Reserve Bank of India’s move for banks to maintain excess cash reserve ratio (CRR) requirement is likely to put an additional burden of Rs 1,050 crore on a monthly basis on the banking system, says a report. “Excess CRR requirement will additionally cost the banking system Rs 1,050 crore on a monthly basis,” India Ratings and Research said in a note on Wednesday.
In order to absorb surplus liquidity accrued by banks, RBI last week asked banks to maintain 100 per cent of the deposits (NDTL) accrued between September 16 and November 11 as incremental CRR balance with it. RBI, however, said it was a purely temporary measure.
According to experts the move is likely to result into over Rs 3 trillion outflow from the banks. The rating agency said the relief from RBI on CRR would come in a staggered manner, as relieving this high quantum of liquidly all at once will come with challenges. Normalisation of the CRR requirement will be gradual and staggered as the RBI may exercise caution before releasing the mopped up Rs 3 trillion to banks,” the note said. It said the persistence of the surplus liquidity conditions will lead the RBI to evaluate alternatives available for liquidity sterilisation.
The agency continues to believe cash management bills can effectively manage the liquidity – owing to their short tenor and consistency with the monetary policy stance. It said the decision to mop up excess liquidity will ensure a floor is put on bond yields.

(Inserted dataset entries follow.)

//! Access token issuing command.
//!
//! The token table stands in for the external identity provider during
//! local development and integration testing.

use anyhow::Result;
use console::style;
use uuid::Uuid;

use exhale_types::identity::Role;

use crate::http::extractors::auth::issue_token;
use crate::state::AppState;

/// Issue and print a new access token. Only its hash is stored.
pub async fn issue(
    state: &AppState,
    principal_id: Option<Uuid>,
    role: Role,
    name: Option<String>,
    json: bool,
) -> Result<()> {
    let principal_id = principal_id.unwrap_or_else(Uuid::now_v7);
    let token = issue_token(state, principal_id, role, name.as_deref()).await?;

    if json {
        let out = serde_json::json!({
            "token": token,
            "principal_id": principal_id,
            "role": role,
        });
        println!("{}", serde_json::to_string_pretty(&out)?);
        return Ok(());
    }

    println!();
    println!(
        "  {} Token issued for {} {} (save this -- it won't be shown again):",
        style("🔑").bold(),
        role,
        style(principal_id).cyan()
    );
    println!();
    println!("  {}", style(&token).yellow().bold());
    println!();

    Ok(())
}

The agency also expects banks to be more proactive in bringing down their term deposit rates as the increase in CRR requirement creates a drag on the short-term profitability of banks.

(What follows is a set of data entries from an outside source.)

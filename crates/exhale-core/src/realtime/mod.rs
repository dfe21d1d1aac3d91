//! Best-effort pub/sub fan-out of per-appointment room events.

pub mod room;

pub use room::RoomRegistry;
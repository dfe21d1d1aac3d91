//! CLI command definitions and dispatch for the `exhale` binary.
//!
//! Uses clap derive macros for argument parsing.

pub mod status;
pub mod token;

use clap::{Parser, Subcommand};
use clap_complete::Shell;
use uuid::Uuid;

use exhale_types::identity::Role;

/// Appointment scheduling and coaching-session messaging server.
#[derive(Parser)]
#[command(name = "exhale", version, about, long_about = None)]
#[command(propagate_version = true)]
pub struct Cli {
    /// Output machine-readable JSON instead of styled text.
    #[arg(long, global = true)]
    pub json: bool,

    /// Suppress all output except errors.
    #[arg(long, global = true)]
    pub quiet: bool,

    /// Detailed output (-v for verbose, -vv for debug/trace).
    #[arg(short, long, action = clap::ArgAction::Count, global = true)]
    pub verbose: u8,

    #[command(subcommand)]
    pub command: Commands,
}

#[derive(Subcommand)]
pub enum Commands {
    /// Start the REST API and realtime channel server.
    Serve {
        /// Port to listen on.
        #[arg(short, long, default_value_t = 8087, env = "EXHALE_PORT")]
        port: u16,

        /// Host to bind.
        #[arg(long, default_value = "127.0.0.1", env = "EXHALE_HOST")]
        host: String,

        /// Export traces via OpenTelemetry (stdout exporter).
        #[arg(long)]
        otel: bool,
    },

    /// Show appointment and message counts.
    Status,

    /// Issue an access token for a principal.
    Token {
        #[command(subcommand)]
        action: TokenCommand,
    },

    /// Generate shell completions.
    Completions {
        /// Shell to generate completions for.
        shell: Shell,
    },
}

#[derive(Subcommand)]
pub enum TokenCommand {
    /// Issue a new token. Prints it once; only the hash is stored.
    Issue {
        /// Principal the token authenticates as (random when omitted).
        #[arg(long)]
        principal_id: Option<Uuid>,

        /// Role of the principal: participant or coach.
        #[arg(long)]
        role: Role,

        /// Optional label for the token.
        #[arg(long)]
        name: Option<String>,
    },
}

The move, which is temporary in nature, does not impair the longer term profitability of banks, but induces a larger negative carry on CRR in the computation of the marginal cost-based lending rate (MCLR).
The offsetting impact of a larger negative carry on CRR compared with cheaper deposits would restrict any significant downward movement of MCLR, hampering smooth monetary transmission, it said.